He would not have it.
His wings pumped the air, the huge, membranous spans catching the currents and sending the last remnants of sleep scurrying into the night. Already he felt strength and power heating his muscles, stretching his features into a fanged snarl and snapping his claws together in a definite threat. Not that the warning would do his enemies any good. Dag was a warrior too long denied a purpose.
Tonight, none would escape his wrath.
A battle roar shattered the hush of darkness. He took one long moment to savor the thrill of the fight, stretching into the sky before plummeting like an eagle onto his prey.
The humans screamed in terror, and Dag relished the sound. His talons dug into one man’s shoulder, tearing through flesh and bringing hot, red blood pumping to the surface. One whiff was all it took for Dag to catch the taint. His enemy was not a simple human; his blood carried the insidious rot of the Darkness. Nocturni.
Knowing he faced his ancestral foe brought a fresh surge of rage and satisfaction. Perhaps this was why he had woken, perhaps he now faced the opening salvo of the war all of his kind knew to be inevitable. If that were the case, Dag intended to bring about a swift and brutal victory.
Using his rear claws, he shifted his grip on the demon’s minion and gave one sharp jerk, breaking its neck with careless ease. His hands caught the second man before he could drag the female more than an inch from his fallen cohort. One talon, long and sharp as a dagger, pierced the vulnerable human flesh, stopping its black heart. When the second nocturni dropped to the ground, the female let out a cry, swaying on her knees as if about to fall.
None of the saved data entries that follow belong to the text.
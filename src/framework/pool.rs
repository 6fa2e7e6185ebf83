//! # Worker Pool
//!
//! A fixed crew of chefs, each running in its own Tokio task and pulling jobs
//! from a shared, unbounded backlog. Submitting never blocks: when every chef is
//! busy the job simply waits in the backlog.
//!
//! ## Unit of work
//!
//! Each job is one order, handled end-to-end by exactly one chef:
//!
//! 1. `Created → Cooking`, start time recorded
//! 2. [`Recipe::prepare`] (the simulated cooking delay)
//! 3. `Cooking → Ready`, end time recorded
//! 4. published to the [`CompletionStore`]
//!
//! The order value is moved into the chef's task, so no other task can touch it
//! while it cooks.
//!
//! ## Shutdown
//!
//! [`WorkerPool::shutdown`] stops accepting jobs, lets the chefs work through
//! what they have for up to a grace period, then cancels them. A chef cancelled
//! mid-preparation drops the order without publishing it; jobs still in the
//! backlog are dropped too. Both are counted in the returned [`PoolShutdown`].

use crate::framework::{CompletionStore, PoolError, Recipe};
use crate::model::Order;
use parking_lot::Mutex;
use serde::Serialize;
use std::sync::atomic::{AtomicUsize, Ordering};
use std::sync::Arc;
use std::time::Duration;
use tokio::sync::mpsc;
use tokio::task::JoinHandle;
use tokio_util::sync::CancellationToken;
use tracing::{debug, error, info, warn};

struct Job {
    order: Order,
    recipe: Arc<dyn Recipe>,
}

type JobReceiver = Arc<tokio::sync::Mutex<mpsc::UnboundedReceiver<Job>>>;

/// Outcome of [`WorkerPool::shutdown`].
#[derive(Debug, Clone, Copy, Default, PartialEq, Eq, Serialize)]
pub struct PoolShutdown {
    /// The grace period ran out and the remaining chefs were cancelled.
    pub forced: bool,
    /// Orders dropped mid-preparation.
    pub abandoned: usize,
    /// Orders dropped from the backlog before any chef picked them up.
    pub discarded: usize,
}

#[derive(Default)]
struct Counters {
    backlog: AtomicUsize,
    cooking: AtomicUsize,
    abandoned: AtomicUsize,
}

pub struct WorkerPool {
    sender: Mutex<Option<mpsc::UnboundedSender<Job>>>,
    jobs: JobReceiver,
    workers: Mutex<Vec<JoinHandle<()>>>,
    counters: Arc<Counters>,
    cancel: CancellationToken,
    size: usize,
}

impl WorkerPool {
    /// Spawns one worker task per chef name.
    ///
    /// Must be called from within a Tokio runtime.
    pub fn new(chefs: &[String], store: Arc<CompletionStore>) -> Self {
        let (sender, receiver) = mpsc::unbounded_channel();
        let jobs: JobReceiver = Arc::new(tokio::sync::Mutex::new(receiver));
        let counters = Arc::new(Counters::default());
        let cancel = CancellationToken::new();

        let workers = chefs
            .iter()
            .map(|chef| {
                tokio::spawn(run_worker(
                    chef.clone(),
                    Arc::clone(&jobs),
                    Arc::clone(&store),
                    Arc::clone(&counters),
                    cancel.clone(),
                ))
            })
            .collect();

        info!(chefs = chefs.len(), "Kitchen opened");
        Self {
            sender: Mutex::new(Some(sender)),
            jobs,
            workers: Mutex::new(workers),
            counters,
            cancel,
            size: chefs.len(),
        }
    }

    /// Hands `order` to the next free chef, queueing it in the backlog if all are busy.
    pub fn submit(&self, order: Order, recipe: Arc<dyn Recipe>) -> Result<(), PoolError> {
        let id = order.id();
        let guard = self.sender.lock();
        let Some(sender) = guard.as_ref() else {
            return Err(PoolError::ShutDown(id));
        };

        self.counters.backlog.fetch_add(1, Ordering::SeqCst);
        if sender.send(Job { order, recipe }).is_err() {
            self.counters.backlog.fetch_sub(1, Ordering::SeqCst);
            return Err(PoolError::ShutDown(id));
        }
        debug!(order_id = %id, backlog = self.backlog(), "Submitted to kitchen");
        Ok(())
    }

    /// Stops the pool, waiting up to `grace` for the chefs to finish on their own.
    ///
    /// Calling it again after the first shutdown returns immediately.
    pub async fn shutdown(&self, grace: Duration) -> PoolShutdown {
        drop(self.sender.lock().take());
        let mut pending = std::mem::take(&mut *self.workers.lock());

        info!(
            grace_ms = grace.as_millis() as u64,
            cooking = self.cooking(),
            backlog = self.backlog(),
            "Closing kitchen"
        );

        let finished = tokio::time::timeout(grace, async {
            while let Some(worker) = pending.last_mut() {
                if let Err(e) = worker.await {
                    error!("Chef task failed: {:?}", e);
                }
                pending.pop();
            }
        })
        .await
        .is_ok();

        if !finished {
            warn!(
                cooking = self.cooking(),
                backlog = self.backlog(),
                "Grace period elapsed, cancelling chefs"
            );
            self.cancel.cancel();
            for worker in pending {
                if let Err(e) = worker.await {
                    error!("Chef task failed: {:?}", e);
                }
            }
        }

        let mut discarded = 0;
        {
            let mut jobs = self.jobs.lock().await;
            while let Ok(job) = jobs.try_recv() {
                warn!(order_id = %job.order.id(), dish = job.order.dish(), "Queued order discarded");
                discarded += 1;
            }
        }
        self.counters.backlog.store(0, Ordering::SeqCst);

        let report = PoolShutdown {
            forced: !finished,
            abandoned: self.counters.abandoned.swap(0, Ordering::SeqCst),
            discarded,
        };
        info!(?report, "Kitchen closed");
        report
    }

    /// Cancels every chef at once without waiting for them.
    ///
    /// For teardown paths that cannot await [`shutdown`](Self::shutdown).
    /// In-flight and backlog orders are dropped without a report.
    pub fn abort(&self) {
        drop(self.sender.lock().take());
        if !self.cancel.is_cancelled() {
            warn!(cooking = self.cooking(), backlog = self.backlog(), "Kitchen aborted");
            self.cancel.cancel();
        }
    }

    /// Number of chefs.
    pub fn size(&self) -> usize {
        self.size
    }

    /// Chefs currently in the middle of an order.
    pub fn cooking(&self) -> usize {
        self.counters.cooking.load(Ordering::SeqCst)
    }

    /// Submitted orders no chef has picked up yet.
    pub fn backlog(&self) -> usize {
        self.counters.backlog.load(Ordering::SeqCst)
    }

    pub fn is_accepting(&self) -> bool {
        self.sender.lock().is_some()
    }
}

enum Outcome {
    Published,
    Abandoned,
    Rejected,
}

async fn run_worker(
    chef: String,
    jobs: JobReceiver,
    store: Arc<CompletionStore>,
    counters: Arc<Counters>,
    cancel: CancellationToken,
) {
    debug!(chef = chef.as_str(), "Chef started");
    let mut cooked = 0u64;

    loop {
        let job = tokio::select! {
            biased;
            _ = cancel.cancelled() => break,
            job = async { jobs.lock().await.recv().await } => job,
        };
        // `None` once the pool stopped accepting and the backlog is empty.
        let Some(job) = job else { break };

        counters.backlog.fetch_sub(1, Ordering::SeqCst);
        counters.cooking.fetch_add(1, Ordering::SeqCst);
        let outcome = cook(&chef, job, &store, &cancel).await;
        counters.cooking.fetch_sub(1, Ordering::SeqCst);

        match outcome {
            Outcome::Published => cooked += 1,
            Outcome::Abandoned => {
                counters.abandoned.fetch_add(1, Ordering::SeqCst);
            }
            Outcome::Rejected => {}
        }
    }

    debug!(chef = chef.as_str(), cooked, "Chef stopped");
}

async fn cook(chef: &str, job: Job, store: &CompletionStore, cancel: &CancellationToken) -> Outcome {
    let Job { mut order, recipe } = job;
    let order_id = order.id();

    if let Err(e) = order.start_cooking() {
        warn!(chef, %order_id, error = %e, "Order rejected by kitchen");
        return Outcome::Rejected;
    }
    info!(chef, %order_id, dish = order.dish(), "Started cooking");

    tokio::select! {
        biased;
        _ = cancel.cancelled() => {
            warn!(chef, %order_id, dish = order.dish(), "Cooking interrupted, order abandoned");
            return Outcome::Abandoned;
        }
        _ = recipe.prepare(&order) => {}
    }

    if let Err(e) = order.finish_cooking() {
        warn!(chef, %order_id, error = %e, "Order rejected by kitchen");
        return Outcome::Rejected;
    }
    let cook_ms = order.cooking_time().unwrap_or_default().as_millis() as u64;
    info!(chef, %order_id, dish = order.dish(), cook_ms, "Finished cooking");
    store.publish(order);
    Outcome::Published
}

#[cfg(test)]
mod tests {
    use super::*;
    use crate::framework::mock::{FixedRecipe, RecordingRecipe};
    use tokio::time::timeout;

    fn chefs(n: usize) -> Vec<String> {
        (1..=n).map(|i| format!("Chef {i}")).collect()
    }

    async fn wait_until(mut condition: impl FnMut() -> bool) {
        timeout(Duration::from_secs(5), async {
            while !condition() {
                tokio::time::sleep(Duration::from_millis(5)).await;
            }
        })
        .await
        .expect("condition not reached in time");
    }

    #[tokio::test]
    async fn cooked_orders_are_published_ready() {
        let store = Arc::new(CompletionStore::new());
        let pool = WorkerPool::new(&chefs(2), Arc::clone(&store));
        let recipe: Arc<dyn Recipe> = Arc::new(FixedRecipe::new(Duration::from_millis(10)));

        let order = Order::new("Alice", "Burger", "Waiter Igor");
        let id = order.id();
        pool.submit(order, recipe).unwrap();

        wait_until(|| store.contains(id)).await;
        let order = store.try_remove(id).unwrap();
        assert_eq!(order.status(), crate::model::OrderStatus::Ready);
        assert!(order.cooking_time().unwrap() >= Duration::from_millis(10));

        let report = pool.shutdown(Duration::from_secs(1)).await;
        assert_eq!(report, PoolShutdown::default());
    }

    #[tokio::test]
    async fn backlog_waits_for_free_chef() {
        let store = Arc::new(CompletionStore::new());
        let pool = WorkerPool::new(&chefs(1), Arc::clone(&store));
        let recipe = Arc::new(RecordingRecipe::new(Duration::from_millis(20)));

        for _ in 0..3 {
            pool.submit(Order::new("Alice", "Burger", "Waiter Igor"), recipe.clone()).unwrap();
        }
        assert!(pool.backlog() >= 2);

        wait_until(|| store.len() == 3).await;
        assert_eq!(recipe.peak_concurrency(), 1);
        assert_eq!(pool.backlog(), 0);
        pool.shutdown(Duration::from_secs(1)).await;
    }

    #[tokio::test]
    async fn submit_after_shutdown_is_rejected() {
        let store = Arc::new(CompletionStore::new());
        let pool = WorkerPool::new(&chefs(1), Arc::clone(&store));
        pool.shutdown(Duration::from_millis(100)).await;
        assert!(!pool.is_accepting());

        let order = Order::new("Alice", "Burger", "Waiter Igor");
        let id = order.id();
        let recipe: Arc<dyn Recipe> = Arc::new(FixedRecipe::new(Duration::ZERO));
        assert_eq!(pool.submit(order, recipe), Err(PoolError::ShutDown(id)));
    }

    #[tokio::test]
    async fn graceful_shutdown_finishes_in_flight_orders() {
        let store = Arc::new(CompletionStore::new());
        let pool = WorkerPool::new(&chefs(2), Arc::clone(&store));
        let recipe: Arc<dyn Recipe> = Arc::new(FixedRecipe::new(Duration::from_millis(50)));

        pool.submit(Order::new("Alice", "Burger", "Waiter Igor"), recipe.clone()).unwrap();
        pool.submit(Order::new("Bob", "Lasagna", "Waiter Anna"), recipe).unwrap();
        wait_until(|| pool.cooking() == 2).await;

        let report = pool.shutdown(Duration::from_secs(2)).await;
        assert!(!report.forced);
        assert_eq!(report.abandoned, 0);
        assert_eq!(store.len(), 2);
    }

    #[tokio::test]
    async fn forced_shutdown_abandons_in_flight_and_discards_backlog() {
        let store = Arc::new(CompletionStore::new());
        let pool = WorkerPool::new(&chefs(1), Arc::clone(&store));
        let recipe: Arc<dyn Recipe> = Arc::new(FixedRecipe::new(Duration::from_secs(30)));

        pool.submit(Order::new("Alice", "Ribeye Steak", "Waiter Igor"), recipe.clone()).unwrap();
        pool.submit(Order::new("Bob", "Ribeye Steak", "Waiter Anna"), recipe).unwrap();
        wait_until(|| pool.cooking() == 1).await;

        let started = std::time::Instant::now();
        let report = pool.shutdown(Duration::from_millis(100)).await;
        assert!(started.elapsed() < Duration::from_secs(2));

        assert_eq!(
            report,
            PoolShutdown {
                forced: true,
                abandoned: 1,
                discarded: 1,
            }
        );
        assert!(store.is_empty());
        assert_eq!(pool.cooking(), 0);
    }

    #[tokio::test]
    async fn abort_stops_chefs_without_waiting() {
        let store = Arc::new(CompletionStore::new());
        let pool = WorkerPool::new(&chefs(1), Arc::clone(&store));
        let recipe: Arc<dyn Recipe> = Arc::new(FixedRecipe::new(Duration::from_secs(30)));

        pool.submit(Order::new("Alice", "Ribeye Steak", "Waiter Igor"), recipe).unwrap();
        wait_until(|| pool.cooking() == 1).await;

        pool.abort();
        assert!(!pool.is_accepting());
        wait_until(|| pool.cooking() == 0).await;
        assert!(store.is_empty());
    }

    #[tokio::test(flavor = "multi_thread", worker_threads = 4)]
    async fn each_order_is_cooked_by_exactly_one_chef() {
        let store = Arc::new(CompletionStore::new());
        let pool = WorkerPool::new(&chefs(4), Arc::clone(&store));
        let recipe = Arc::new(RecordingRecipe::new(Duration::from_millis(2)));

        let mut ids = Vec::new();
        for i in 0..200 {
            let order = Order::new(format!("Guest {i}"), "Burger", "Waiter Igor");
            ids.push(order.id());
            pool.submit(order, recipe.clone()).unwrap();
        }

        wait_until(|| store.len() == 200).await;
        assert_eq!(recipe.prepared(), 200);
        assert_eq!(recipe.overlaps(), 0, "an order was prepared by two chefs at once");
        assert!(recipe.peak_concurrency() <= 4);
        for id in ids {
            assert_eq!(recipe.times_prepared(id), 1);
            assert!(store.try_remove(id).is_some());
        }

        pool.shutdown(Duration::from_secs(1)).await;
    }
}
Swooping in, Dag caught her in his powerful grip, but this time he tempered his strength, careful to keep his claws from biting through cloth and into flesh. Two powerful beats of his wings lifted them high into the sky over a city glistening with light and movement. He needed to move away from here swiftly before the noise of the brief skirmish drew more humans to the site. His kind had been summoned into this world to battle the nocturnis and their demonic masters, but they attempted to remain unseen whenever possible.
He glanced around quickly, noting both familiar and unfamiliar landmarks below him. He knew not how long he had slept since his last waking, but he could see that many years had passed him by. The small settlement he remembered had been called a city by its inhabitants even then, but it had paled in comparison to the older and larger European capitals he had known. Now, though, it appeared to have grown into itself, stretching much farther than the boundaries in his memories.
It took a moment to orient himself, but he recognized the closest building as the home of his former Warden. He did not doubt that the man had by now passed into the next world, but at least by sighting it, Dag knew where he was. He had not been moved in more than three hundred years.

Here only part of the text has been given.